■ **Problem statement**
Search the data below for the string "ApiClientConfig". Extract every line that contains it.

==========

//! Chart models, their egui_plot rendering, and the one-live-chart-per-slot lifecycle.

use std::sync::atomic::{AtomicU64, Ordering};

use eframe::egui::{Color32, Context, Id, Stroke, Ui};
use egui_plot::{AxisHints, Bar, BarChart, GridMark, Legend, Line, Plot, PlotMemory, PlotPoints};

use crate::{
    config::{DF, PLOT_CONFIG},
    domain::{CoinRow, MarketPoint, PricePoint, Symbol},
    ui::UI_TEXT,
    utils::format_number,
};

#[derive(Debug, Clone, Copy, PartialEq, Eq)]
pub enum ChartKind {
    Bar,
    Line,
}

/// Everything needed to draw one single-series chart. Values are raw, never rescaled.
#[derive(Debug, Clone, PartialEq)]
pub struct ChartModel {
    pub kind: ChartKind,
    pub labels: Vec<String>,
    pub series_label: String,
    pub values: Vec<f64>,
    pub color: Color32,
}

impl ChartModel {
    pub fn len(&self) -> usize {
        self.values.len()
    }

    pub fn is_empty(&self) -> bool {
        self.values.is_empty()
    }

    /// The x label under index `x`, if `x` sits on a data point.
    pub fn label_at(&self, x: f64) -> Option<&str> {
        label_at(&self.labels, x)
    }
}

fn label_at(labels: &[String], x: f64) -> Option<&str> {
    let idx = x.round();
    if (x - idx).abs() > 1e-6 || idx < 0.0 {
        return None;
    }
    labels.get(idx as usize).map(String::as_str)
}

pub fn top_coins_chart(rows: &[CoinRow]) -> ChartModel {
    ChartModel {
        kind: ChartKind::Bar,
        labels: rows.iter().map(CoinRow::display_symbol).collect(),
        series_label: UI_TEXT.series_market_cap.clone(),
        values: rows.iter().map(|r| r.market_cap).collect(),
        color: PLOT_CONFIG.market_cap_bar_fill,
    }
}

/// Keeps the sequence exactly as received.
pub fn overview_chart(points: &[MarketPoint]) -> ChartModel {
    ChartModel {
        kind: ChartKind::Line,
        labels: points.iter().map(|p| p.date_key.clone()).collect(),
        series_label: UI_TEXT.series_total_market_cap.clone(),
        values: points.iter().map(|p| p.total_market_cap).collect(),
        color: PLOT_CONFIG.overview_line_color,
    }
}

pub fn analyst_chart(symbol: &Symbol, points: &[PricePoint]) -> ChartModel {
    ChartModel {
        kind: ChartKind::Line,
        labels: points.iter().map(|p| p.date_key.clone()).collect(),
        series_label: format!("{} Price", symbol.display()),
        values: points.iter().map(|p| p.price).collect(),
        color: PLOT_CONFIG.analyst_line_color,
    }
}

// Helper: Calculate a human-friendly step size (1, 2, 5, 10, 20, 50...)
fn calculate_adaptive_step(range: f64, target_count: f64) -> f64 {
    let raw_step = range / target_count.max(1.0);
    if !raw_step.is_finite() || raw_step <= 0.0 {
        return 1.0;
    }
    let mag = 10.0_f64.powi(raw_step.log10().floor() as i32);
    let normalized = raw_step / mag;

    let nice_step = if normalized < 1.5 {
        1.0
    } else if normalized < 3.0 {
        2.0
    } else if normalized < 7.0 {
        5.0
    } else {
        10.0
    };

    // Never finer than one label per data point
    (nice_step * mag).max(1.0)
}

/// Marks on whole data indices only, spaced so that roughly `target_count` fit the visible range.
fn x_grid_marks(min: f64, max: f64, target_count: f64) -> Vec<GridMark> {
    let step = calculate_adaptive_step(max - min, target_count);
    let start = (min.max(0.0) / step).ceil() as i64;
    let end = (max / step).floor() as i64;
    (start..=end)
        .map(|i| GridMark {
            value: i as f64 * step,
            step_size: step,
        })
        .collect()
}

/// Something that holds renderer state which must be released explicitly.
pub trait ChartInstance {
    fn dispose(self, ctx: &Context);
}

static NEXT_CHART_SERIAL: AtomicU64 = AtomicU64::new(0);

/// A live chart: a model plus the plot id its egui memory lives under.
pub struct Chart {
    id: Id,
    model: ChartModel,
}

impl Chart {
    /// Every chart gets a fresh id, so a replacement never inherits zoom or bounds.
    pub fn new(slot: &'static str, model: ChartModel) -> Self {
        let serial = NEXT_CHART_SERIAL.fetch_add(1, Ordering::Relaxed);
        Self {
            id: Id::new(("chart", slot, serial)),
            model,
        }
    }

    pub fn id(&self) -> Id {
        self.id
    }

    pub fn model(&self) -> &ChartModel {
        &self.model
    }

    pub fn show(&self, ui: &mut Ui) {
        let labels = self.model.labels.clone();
        let hover_labels = self.model.labels.clone();

        let x_axis = AxisHints::new_x().formatter(move |mark, _range| {
            label_at(&labels, mark.value).unwrap_or_default().to_string()
        });
        let y_axis = AxisHints::new_y().formatter(|mark, _range| format_number(mark.value));

        Plot::new(self.id)
            .id(self.id)
            .height(PLOT_CONFIG.chart_height)
            .legend(Legend::default())
            .custom_x_axes(vec![x_axis])
            .custom_y_axes(vec![y_axis])
            .x_grid_spacer(|input| {
                let (min, max) = input.bounds;
                x_grid_marks(min, max, PLOT_CONFIG.x_label_target_count)
            })
            .label_formatter(move |_name, point| {
                match label_at(&hover_labels, point.x.round()) {
                    Some(label) => format!("{}\n{}", label, format_number(point.y)),
                    None => String::new(),
                }
            })
            .allow_scroll(false)
            .show(ui, |plot_ui| match self.model.kind {
                ChartKind::Bar => {
                    let bars = self
                        .model
                        .values
                        .iter()
                        .zip(&self.model.labels)
                        .enumerate()
                        .map(|(i, (value, label))| {
                            Bar::new(i as f64, *value)
                                .name(label)
                                .fill(self.model.color)
                                .stroke(Stroke::new(
                                    PLOT_CONFIG.market_cap_bar_border_width,
                                    PLOT_CONFIG.market_cap_bar_border,
                                ))
                                .width(PLOT_CONFIG.bar_width_pct)
                        })
                        .collect();
                    plot_ui.bar_chart(
                        BarChart::new(self.model.series_label.clone(), bars)
                            .color(PLOT_CONFIG.market_cap_bar_border),
                    );
                }
                ChartKind::Line => {
                    let points: PlotPoints = self
                        .model
                        .values
                        .iter()
                        .enumerate()
                        .map(|(i, v)| [i as f64, *v])
                        .collect();
                    plot_ui.line(
                        Line::new(self.model.series_label.clone(), points)
                            .color(self.model.color)
                            .width(PLOT_CONFIG.line_width),
                    );
                }
            });
    }
}

impl ChartInstance for Chart {
    fn dispose(self, ctx: &Context) {
        ctx.data_mut(|d| d.remove::<PlotMemory>(self.id));
    }
}

/// Holds at most one live chart. Replacing disposes the old instance before storing the new one.
pub struct ChartSlot<C: ChartInstance> {
    name: &'static str,
    current: Option<C>,
    ctx: Option<Context>,
    created: usize,
    disposed: usize,
}

impl<C: ChartInstance> ChartSlot<C> {
    pub fn new(name: &'static str) -> Self {
        Self {
            name,
            current: None,
            ctx: None,
            created: 0,
            disposed: 0,
        }
    }

    pub fn replace(&mut self, ctx: &Context, chart: C) {
        self.clear(ctx);
        self.current = Some(chart);
        self.ctx = Some(ctx.clone());
        self.created += 1;
        if DF.log_chart_lifecycle {
            log::info!("[{}] chart #{} created", self.name, self.created);
        }
    }

    /// Disposes the live chart, if any.
    pub fn clear(&mut self, ctx: &Context) {
        if let Some(old) = self.current.take() {
            old.dispose(ctx);
            self.disposed += 1;
            if DF.log_chart_lifecycle {
                log::info!("[{}] chart disposed ({} so far)", self.name, self.disposed);
            }
        }
    }

    pub fn get(&self) -> Option<&C> {
        self.current.as_ref()
    }

    pub fn is_live(&self) -> bool {
        self.current.is_some()
    }

    /// Charts created minus charts disposed. Never above one.
    pub fn live_count(&self) -> usize {
        self.created - self.disposed
    }

    pub fn created(&self) -> usize {
        self.created
    }
}

/// A slot going away takes its live chart with it.
impl<C: ChartInstance> Drop for ChartSlot<C> {
    fn drop(&mut self) {
        if let Some(ctx) = self.ctx.take() {
            self.clear(&ctx);
        }
    }
}

#[cfg(test)]
mod tests {
    use super::*;
    use eframe::egui::{CentralPanel, RawInput};
    use std::{cell::RefCell, rc::Rc};

    fn btc_eth() -> Vec<CoinRow> {
        ["btc", "eth"]
            .iter()
            .enumerate()
            .map(|(i, s)| CoinRow {
                rank: i as u32 + 1,
                name: s.to_string(),
                symbol: s.to_string(),
                price: 1.0,
                market_cap: 1.2e12 / (i as f64 + 1.0),
                volume_24h: 1.0,
                pct_change_24h: 0.0,
            })
            .collect()
    }

    #[test]
    fn top_coins_chart_uses_uppercase_symbols_and_raw_caps() {
        let model = top_coins_chart(&btc_eth());
        assert_eq!(model.kind, ChartKind::Bar);
        assert_eq!(model.labels, ["BTC", "ETH"]);
        assert_eq!(model.values, [1.2e12, 6e11]);
        assert_eq!(model.series_label, "Market Cap (USD)");
    }

    #[test]
    fn overview_chart_keeps_received_order() {
        let points = vec![
            MarketPoint::new("2024-01-02", 1.15e12),
            MarketPoint::new("2024-01-01", 1.1e12),
        ];
        let model = overview_chart(&points);
        assert_eq!(model.labels, ["2024-01-02", "2024-01-01"]);
        assert_eq!(model.values, [1.15e12, 1.1e12]);
        assert_eq!(model.series_label, "Total Market Cap");
        assert_eq!(model.color, PLOT_CONFIG.overview_line_color);
    }

    #[test]
    fn analyst_chart_labels_series_with_symbol() {
        let symbol = Symbol::parse("eth").unwrap();
        let model = analyst_chart(&symbol, &[PricePoint::new("20240101", 2300.5)]);
        assert_eq!(model.series_label, "ETH Price");
        assert_eq!(model.kind, ChartKind::Line);

        let empty = analyst_chart(&symbol, &[]);
        assert!(empty.is_empty());
    }

    #[test]
    fn label_lookup_only_on_whole_indices() {
        let model = top_coins_chart(&btc_eth());
        assert_eq!(model.label_at(0.0), Some("BTC"));
        assert_eq!(model.label_at(1.0), Some("ETH"));
        assert_eq!(model.label_at(0.5), None);
        assert_eq!(model.label_at(-1.0), None);
        assert_eq!(model.label_at(2.0), None);
    }

    #[test]
    fn adaptive_step_is_human_friendly() {
        assert_eq!(calculate_adaptive_step(5.0, 10.0), 1.0);
        assert_eq!(calculate_adaptive_step(100.0, 10.0), 10.0);
        assert_eq!(calculate_adaptive_step(250.0, 10.0), 20.0);
        assert_eq!(calculate_adaptive_step(0.0, 10.0), 1.0);
    }

    struct Tracked {
        tag: &'static str,
        log: Rc<RefCell<Vec<String>>>,
    }

    impl ChartInstance for Tracked {
        fn dispose(self, _ctx: &Context) {
            self.log.borrow_mut().push(format!("dispose {}", self.tag));
        }
    }

    #[test]
    fn slot_disposes_previous_before_storing_next() {
        let ctx = Context::default();
        let log = Rc::new(RefCell::new(Vec::new()));
        let mut slot = ChartSlot::new("test");
        assert!(!slot.is_live());

        for tag in ["a", "b", "c"] {
            slot.replace(&ctx, Tracked { tag, log: log.clone() });
            assert_eq!(slot.live_count(), 1);
        }
        assert_eq!(*log.borrow(), ["dispose a", "dispose b"]);
        assert_eq!(slot.get().map(|t| t.tag), Some("c"));
        assert_eq!(slot.created(), 3);

        slot.clear(&ctx);
        assert_eq!(slot.live_count(), 0);
        assert_eq!(log.borrow().last().map(String::as_str), Some("dispose c"));
    }

    #[test]
    fn disposing_a_shown_chart_releases_its_plot_memory() {
        let ctx = Context::default();
        let chart = Chart::new("test", top_coins_chart(&btc_eth()));
        let id = chart.id();

        let _ = ctx.run(RawInput::default(), |ctx| {
            CentralPanel::default().show(ctx, |ui| chart.show(ui));
        });
        assert!(PlotMemory::load(&ctx, id).is_some());

        chart.dispose(&ctx);
        assert!(PlotMemory::load(&ctx, id).is_none());
    }

    #[test]
    fn dropping_a_slot_disposes_its_live_chart() {
        let ctx = Context::default();
        let log = Rc::new(RefCell::new(Vec::new()));
        {
            let mut slot = ChartSlot::new("test");
            slot.replace(&ctx, Tracked { tag: "a", log: log.clone() });
            slot.replace(&ctx, Tracked { tag: "b", log: log.clone() });
        }
        assert_eq!(*log.borrow(), ["dispose a", "dispose b"]);

        let empty: ChartSlot<Tracked> = ChartSlot::new("empty");
        drop(empty);
        assert_eq!(log.borrow().len(), 2);
    }

    #[test]
    fn dropped_slot_releases_plot_memory() {
        let ctx = Context::default();
        let mut slot = ChartSlot::new("test");
        slot.replace(&ctx, Chart::new("test", top_coins_chart(&btc_eth())));
        let id = slot.get().unwrap().id();

        let _ = ctx.run(RawInput::default(), |ctx| {
            CentralPanel::default().show(ctx, |ui| slot.get().unwrap().show(ui));
        });
        assert!(PlotMemory::load(&ctx, id).is_some());

        drop(slot);
        assert!(PlotMemory::load(&ctx, id).is_none());
    }

    #[test]
    fn x_marks_stay_bounded_when_zoomed_out() {
        let target = PLOT_CONFIG.x_label_target_count;
        for half_width in [1e3, 1e5, 3e6, 1e12] {
            let marks = x_grid_marks(-half_width, half_width, target);
            assert!(
                marks.len() as f64 <= 2.0 * target + 1.0,
                "{} marks at +/-{}",
                marks.len(),
                half_width
            );
            assert!(marks.iter().all(|m| m.value >= 0.0));
        }
    }

    #[test]
    fn x_marks_sit_on_whole_indices_when_zoomed_in() {
        let marks = x_grid_marks(-0.5, 1.5, PLOT_CONFIG.x_label_target_count);
        let values: Vec<f64> = marks.iter().map(|m| m.value).collect();
        assert_eq!(values, [0.0, 1.0]);
        assert!(marks.iter().all(|m| m.step_size == 1.0));
    }

    #[test]
    fn charts_never_share_an_id() {
        let a = Chart::new("same", top_coins_chart(&[]));
        let b = Chart::new("same", top_coins_chart(&[]));
        assert_ne!(a.id(), b.id());
    }
}
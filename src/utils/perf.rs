#[macro_export]
macro_rules! trace_time {
    // $threshold_micros: Enter 500 for 0.5ms, 1000 for 1ms, etc.
    ($name:expr, $threshold_micros:expr, $block:block) => {{
        if $crate::config::DF.log_performance {
            let start = $crate::utils::AppInstant::now();
            let result = $block;
            let micros = start.elapsed().as_micros();
            if micros > $threshold_micros {
                let mode = if cfg!(debug_assertions) {
                    "DEBUG"
                } else {
                    "RELEASE"
                };
                log::warn!(
                    "🐢 SLOW [{}]: '{}' took {:.3}ms (Threshold: {:.3}ms)",
                    mode,
                    $name,
                    micros as f64 / 1000.0,
                    $threshold_micros as f64 / 1000.0
                );
            }
            result
        } else {
            $block
        }
    }};
}
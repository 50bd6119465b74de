use chrono::Local;

/// Monotonic clock that also works in the browser.
pub type AppInstant = web_time::Instant;

pub const STANDARD_TIME_FORMAT: &str = "%H:%M:%S";

/// Wall-clock time for "last updated" labels.
pub fn now_local_hms() -> String {
    Local::now().format(STANDARD_TIME_FORMAT).to_string()
}

pub fn format_duration(ms: u128) -> String {
    if ms < 1000 {
        return format!("{}ms", ms);
    }
    let secs = ms as f64 / 1000.0;
    if secs < 60.0 {
        return format!("{:.1}s", secs);
    }
    format!("{}m {}s", ms / 60_000, (ms / 1000) % 60)
}
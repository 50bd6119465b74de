use eframe::egui::{Context, Ui};

use crate::{
    config::DF,
    data::{Backend, TaskPoll, TopCoinsTask},
    domain::CoinRow,
    error::FetchResult,
    ui::{
        UI_TEXT, UiStyleExt,
        chart::{Chart, ChartSlot, top_coins_chart},
        table::{CoinTableRow, render_coin_table},
        views::{LoadStatus, render_page_header, render_status},
    },
    utils::now_local_hms,
};

pub struct TopCoinsView {
    backend: Backend,
    rows: Vec<CoinTableRow>,
    chart: ChartSlot<Chart>,
    status: LoadStatus,
    task: Option<TopCoinsTask>,
    updated_at: Option<String>,
}

impl TopCoinsView {
    pub fn new(backend: Backend) -> Self {
        Self {
            backend,
            rows: Vec::new(),
            chart: ChartSlot::new("top-coins"),
            status: LoadStatus::Idle,
            task: None,
            updated_at: None,
        }
    }

    /// Starts a fetch. A trigger while one is already in flight is ignored and returns false.
    pub fn load(&mut self, ctx: &Context) -> bool {
        if self.task.is_some() {
            if DF.log_requests {
                log::info!("top coins load already in flight, ignoring trigger");
            }
            return false;
        }
        self.task = Some(self.backend.fetch_top_coins(ctx));
        self.status = LoadStatus::Loading;
        true
    }

    pub fn poll(&mut self, ctx: &Context) {
        let Some(task) = &self.task else {
            return;
        };
        match task.try_take() {
            TaskPoll::Pending => {}
            TaskPoll::Ready(result) => {
                self.task = None;
                self.apply(ctx, result);
            }
            TaskPoll::Lost => {
                self.task = None;
                self.status = LoadStatus::lost();
            }
        }
    }

    /// Success replaces table and chart. Failure leaves both untouched.
    pub fn apply(&mut self, ctx: &Context, result: FetchResult<Vec<CoinRow>>) {
        match result {
            Ok(coins) => {
                self.rows = crate::trace_time!("format top coins table", 2_000, {
                    coins.iter().map(CoinTableRow::from).collect::<Vec<_>>()
                });
                self.chart
                    .replace(ctx, Chart::new("top-coins", top_coins_chart(&coins)));
                self.status = LoadStatus::Loaded;
                self.updated_at = Some(now_local_hms());
            }
            Err(err) => {
                log::warn!("top coins load failed: {}", err);
                self.status = LoadStatus::failed(&err);
            }
        }
    }

    pub fn render(&mut self, ui: &mut Ui) {
        if render_page_header(ui, &UI_TEXT.top_coins_heading, &self.status) {
            self.load(ui.ctx());
        }
        render_status(ui, &self.status, self.updated_at.as_deref());
        ui.add_space(8.0);

        if self.rows.is_empty() && !self.chart.is_live() {
            if !self.status.is_loading() {
                ui.label_subdued(UI_TEXT.label_no_data.as_str());
            }
            return;
        }

        render_coin_table(ui, &self.rows);
        ui.add_space(16.0);
        if let Some(chart) = self.chart.get() {
            ui.label_subheader(&chart.model().series_label);
            chart.show(ui);
        }
    }

    pub fn status(&self) -> &LoadStatus {
        &self.status
    }

    pub fn rows(&self) -> &[CoinTableRow] {
        &self.rows
    }

    pub fn chart(&self) -> &ChartSlot<Chart> {
        &self.chart
    }

    pub fn is_loading(&self) -> bool {
        self.task.is_some()
    }
}
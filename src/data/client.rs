use async_trait::async_trait;
use reqwest::Url;
use serde::Deserialize;

use crate::{
    config::{API, ApiClientConfig, DF},
    data::envelope::{AnalystRecord, CoinRecord, OverviewRecord, decode_rows},
    domain::{CoinRow, MarketPoint, PricePoint, Symbol},
    error::{FetchError, FetchResult},
    utils::{AppInstant, format_duration},
};

/// Abstract interface for the three read-only dashboard endpoints.
#[cfg_attr(target_arch = "wasm32", async_trait(?Send))]
#[cfg_attr(not(target_arch = "wasm32"), async_trait)]
pub trait MarketApi: Send + Sync {
    /// Ranked coins, highest market cap first.
    async fn top_coins(&self) -> FetchResult<Vec<CoinRow>>;

    /// Daily aggregate market series, in backend order.
    async fn overview(&self) -> FetchResult<Vec<MarketPoint>>;

    /// Price history of one symbol, in backend order. Unknown symbols yield an empty Vec.
    async fn analyst(&self, symbol: &Symbol) -> FetchResult<Vec<PricePoint>>;
}

#[derive(Debug, Clone, Copy)]
pub enum Endpoint<'a> {
    TopCoins { limit: Option<u32> },
    Overview,
    Analyst(&'a Symbol),
}

impl Endpoint<'_> {
    /// Full request URL. Query values are percent-encoded.
    pub fn url(&self, base_url: &str) -> FetchResult<Url> {
        let path = match self {
            Endpoint::TopCoins { .. } => API.endpoints.top_coins,
            Endpoint::Overview => API.endpoints.overview,
            Endpoint::Analyst(_) => API.endpoints.analyst,
        };
        let mut url = Url::parse(&format!("{}/{}", base_url.trim_end_matches('/'), path))
            .map_err(|e| FetchError::InvalidUrl(e.to_string()))?;

        match self {
            Endpoint::TopCoins { limit: Some(n) } => {
                url.query_pairs_mut().append_pair("limit", &n.to_string());
            }
            Endpoint::Analyst(symbol) => {
                url.query_pairs_mut()
                    .append_pair("symbol", &symbol.query_value());
            }
            _ => {}
        }
        Ok(url)
    }
}

pub struct HttpMarketApi {
    client: reqwest::Client,
    config: ApiClientConfig,
}

impl HttpMarketApi {
    pub fn new(config: ApiClientConfig) -> FetchResult<Self> {
        let builder = reqwest::Client::builder();

        // Browser fetch has no client-level timeout knob.
        #[cfg(not(target_arch = "wasm32"))]
        let builder = builder.timeout(std::time::Duration::from_millis(config.timeout_ms));

        let client = builder
            .build()
            .map_err(|e| FetchError::Transport(e.to_string()))?;
        Ok(Self { client, config })
    }

    pub fn config(&self) -> &ApiClientConfig {
        &self.config
    }

    async fn get_rows<R, T>(&self, endpoint: Endpoint<'_>) -> FetchResult<Vec<T>>
    where
        R: for<'de> Deserialize<'de>,
        T: From<R>,
    {
        let url = endpoint.url(&self.config.base_url)?;
        let mut attempt = 0;
        loop {
            match self.get_once::<R, T>(&url).await {
                Err(e) if e.is_transient() && attempt < self.config.retries => {
                    attempt += 1;
                    log::warn!(
                        "GET {} failed ({}), retry {}/{}",
                        url,
                        e,
                        attempt,
                        self.config.retries
                    );
                    #[cfg(not(target_arch = "wasm32"))]
                    tokio::time::sleep(std::time::Duration::from_millis(self.config.backoff_ms))
                        .await;
                }
                other => return other,
            }
        }
    }

    async fn get_once<R, T>(&self, url: &Url) -> FetchResult<Vec<T>>
    where
        R: for<'de> Deserialize<'de>,
        T: From<R>,
    {
        let start = AppInstant::now();
        let response = self
            .client
            .get(url.clone())
            .send()
            .await
            .map_err(|e| self.map_reqwest_error(e))?;

        let status = response.status();
        if !status.is_success() {
            return Err(FetchError::Status {
                status: status.as_u16(),
            });
        }

        let body = response
            .bytes()
            .await
            .map_err(|e| self.map_reqwest_error(e))?;
        let rows = decode_rows::<R, T>(&body)?;

        if DF.log_requests {
            log::info!(
                "GET {} -> {} rows in {}",
                url,
                rows.len(),
                format_duration(start.elapsed().as_millis())
            );
        }
        Ok(rows)
    }

    fn map_reqwest_error(&self, err: reqwest::Error) -> FetchError {
        if err.is_timeout() {
            FetchError::Timeout(self.config.timeout_ms)
        } else if err.is_decode() {
            FetchError::Decode(err.to_string())
        } else {
            FetchError::Transport(err.to_string())
        }
    }
}

#[cfg_attr(target_arch = "wasm32", async_trait(?Send))]
#[cfg_attr(not(target_arch = "wasm32"), async_trait)]
impl MarketApi for HttpMarketApi {
    async fn top_coins(&self) -> FetchResult<Vec<CoinRow>> {
        let limit = self.config.top_coins_limit;
        self.get_rows::<CoinRecord, CoinRow>(Endpoint::TopCoins { limit })
            .await
    }

    async fn overview(&self) -> FetchResult<Vec<MarketPoint>> {
        self.get_rows::<OverviewRecord, MarketPoint>(Endpoint::Overview)
            .await
    }

    async fn analyst(&self, symbol: &Symbol) -> FetchResult<Vec<PricePoint>> {
        self.get_rows::<AnalystRecord, PricePoint>(Endpoint::Analyst(symbol))
            .await
    }
}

==========

■ **Task solution**
    config::{API, ApiClientConfig, DF},
    config: ApiClientConfig,
    pub fn new(config: ApiClientConfig) -> FetchResult<Self> {
    pub fn config(&self) -> &ApiClientConfig {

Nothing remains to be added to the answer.